1: This was a terrific Bouchercon, one of the best I've been to in terms of organization and -- this is really important and I think maybe the committees sometimes don't give it enough weight in decision-making -- the layout of the hotel. There were lots of bar, coffee joint, and hospitality suite spill-over places, lots of hallway tables to hang at, easy access from one program floor to another. It was easy to find friends you'd been hoping to see, and to hang with them for a few minutes right then and there.
2: As advertised to me by my dear buddy Barb Shoup -- with whom I teach in the summers in Assisi and whom you will meet next summer because you're all coming, right? -- Indianapolis has the world's best consignment shops. I generally hate to shop, but boy, when I can get a beautiful sweater, a very plain black jacket, and a silk shirt for $36, not each but total, that's a good day.

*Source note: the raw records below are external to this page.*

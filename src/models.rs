use chrono::NaiveDate;
use serde::{Deserialize, Serialize};

// -----------------------------------------------
// ASSEMBLED OPTION CHAIN (display-ready)
// -----------------------------------------------

/// Which field of the spot quote actually supplied the price.
/// Anything other than `Live` means the market is likely closed and the
/// number may be stale.
#[derive(Debug, Clone, Copy, PartialEq, Eq, Serialize, Deserialize)]
#[serde(rename_all = "camelCase")]
pub enum SpotSource {
    Live,
    PreviousClose,
    ClosePrice,
}

/// Which upstream supplied the per-strike quotes.
#[derive(Debug, Clone, Copy, PartialEq, Eq, Serialize, Deserialize)]
#[serde(rename_all = "camelCase")]
pub enum QuoteSource {
    Broker,
    ExchangeFallback,
}

#[derive(Debug, Clone, Copy, PartialEq, Serialize, Deserialize)]
pub struct QuoteFields {
    pub last_price: f64,
    pub volume: f64,
    pub change: f64,
    pub percent_change: f64,
    pub open_interest: f64,
    pub open_interest_change: f64,
}

#[derive(Debug, Clone, Serialize, Deserialize)]
pub struct OptionStrike {
    pub strike_price: f64,
    pub call_identifier: String,
    pub put_identifier: String,
    pub call: Option<QuoteFields>,
    pub put: Option<QuoteFields>,
}

#[derive(Debug, Clone, Serialize, Deserialize)]
pub struct OptionChainResult {
    pub symbol: String,
    pub spot_price: f64,
    pub spot_source: SpotSource,
    pub prev_close: f64,
    pub price_change: f64,
    pub price_change_pct: f64,
    pub expiry: NaiveDate,
    pub upcoming_expiries: Vec<NaiveDate>,
    pub strikes: Vec<OptionStrike>,
    pub quote_source: QuoteSource,
    pub total_call_oi: f64,
    pub total_put_oi: f64,
    pub pcr: f64,
    pub sentiment: String,
    pub max_pain_strike: f64,
    pub highest_call_oi_strike: f64,
    pub highest_put_oi_strike: f64,
}

// -----------------------------------------------
// FYERS QUOTE API WIRE FORMAT
// -----------------------------------------------

#[derive(Debug, Clone, Serialize, Deserialize)]
pub struct FyersQuotesResponse {
    pub s: String,
    #[serde(default)]
    pub message: Option<String>,
    #[serde(default)]
    pub d: Vec<FyersQuote>,
}

#[derive(Debug, Clone, Serialize, Deserialize)]
pub struct FyersQuote {
    /// Full symbol, e.g. "NSE:NIFTY50-INDEX".
    pub n: String,
    #[serde(default)]
    pub v: FyersQuoteValues,
}

#[derive(Debug, Clone, Default, Serialize, Deserialize)]
pub struct FyersQuoteValues {
    /// Last traded price; 0 when the market is closed.
    #[serde(default)]
    pub lp: f64,
    #[serde(default)]
    pub prev_close_price: f64,
    #[serde(default)]
    pub close_price: f64,
    /// Open interest.
    #[serde(default)]
    pub oi: f64,
    /// Previous-day open interest.
    #[serde(default)]
    pub pdoi: f64,
    #[serde(default)]
    pub vol_traded_today: f64,
    /// Absolute change.
    #[serde(default)]
    pub ch: f64,
    /// Percent change.
    #[serde(default)]
    pub chp: f64,
}

// -----------------------------------------------
// NSE OPTION CHAIN WIRE FORMAT (fallback source)
// -----------------------------------------------

#[derive(Debug, Clone, Serialize, Deserialize)]
pub struct NseOptionChain {
    pub records: NseRecords,
}

#[derive(Debug, Clone, Serialize, Deserialize)]
pub struct NseRecords {
    #[serde(rename = "underlyingValue", default)]
    pub underlying_value: f64,
    #[serde(rename = "expiryDates", default)]
    pub expiry_dates: Vec<String>,
    #[serde(default)]
    pub data: Vec<NseOptionRow>,
}

#[derive(Debug, Clone, Serialize, Deserialize)]
pub struct NseOptionRow {
    #[serde(rename = "strikePrice")]
    pub strike_price: f64,
    #[serde(rename = "expiryDate", default)]
    pub expiry_date: String,
    #[serde(rename = "CE")]
    pub call: Option<NseOptionDetail>,
    #[serde(rename = "PE")]
    pub put: Option<NseOptionDetail>,
}

#[derive(Debug, Clone, Serialize, Deserialize)]
pub struct NseOptionDetail {
    #[serde(rename = "openInterest", default)]
    pub open_interest: f64,
    #[serde(rename = "changeinOpenInterest", default)]
    pub change_in_oi: f64,
    #[serde(rename = "totalTradedVolume", default)]
    pub volume: f64,
    #[serde(rename = "lastPrice", default)]
    pub last_price: f64,
    #[serde(default)]
    pub change: f64,
    #[serde(rename = "pChange", default)]
    pub p_change: f64,
}

impl NseOptionDetail {
    pub fn to_quote_fields(&self) -> QuoteFields {
        QuoteFields {
            last_price: self.last_price,
            volume: self.volume,
            change: self.change,
            percent_change: self.p_change,
            open_interest: self.open_interest,
            open_interest_change: self.change_in_oi,
        }
    }
}

// -----------------------------------------------
// NSE INDEX SNAPSHOT WIRE FORMAT
// -----------------------------------------------

#[derive(Debug, Clone, Deserialize)]
pub struct NseAllIndices {
    #[serde(default)]
    pub data: Vec<NseIndexRow>,
}

#[derive(Debug, Clone, Serialize, Deserialize)]
pub struct NseIndexRow {
    pub index: String,
    #[serde(default)]
    pub last: f64,
    #[serde(default)]
    pub variation: f64,
    #[serde(rename = "percentChange", default)]
    pub percent_change: f64,
    #[serde(default)]
    pub open: f64,
    #[serde(default)]
    pub high: f64,
    #[serde(default)]
    pub low: f64,
    #[serde(rename = "previousClose", default)]
    pub previous_close: f64,
}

3: Indianapolis, the little I saw of it, is a very attractive city.
4: On the few panels I managed to get to, my friends acquited themselves quite nicely, thank you. As did my moderator and fellow panelists on the ones I was on, and my stellar prevaricators on the one I moderated, the Liar's Panel.
5: If you ever need to be interviewed, move heaven and earth to get Terry Faherty to be the interviewer. He will read every word you ever wrote, and then make it sound as though all your clumsy blundering was really carefully chosen paths to brilliantly-worked-out goals. He will also come out with lines like this: "Let's talk about why the traditional mystery is being squeezed by noir on one side, and vampires on the other; that is, caught between the doomed and the damned."
6: When getting directions to the gym, find out if the street has an East and a West version, and, if so, which one you're going to.
7: Don't play poker with innocent-looking academics.
8: If you're Toastmaster, only steal really great jokes.
That's about it for now, though there might be more as I unwind. I loved it. Thanks, Jim Huang and the excellent fabulous super-dee-dooper-bee-booper Bouchercon 2009 committee!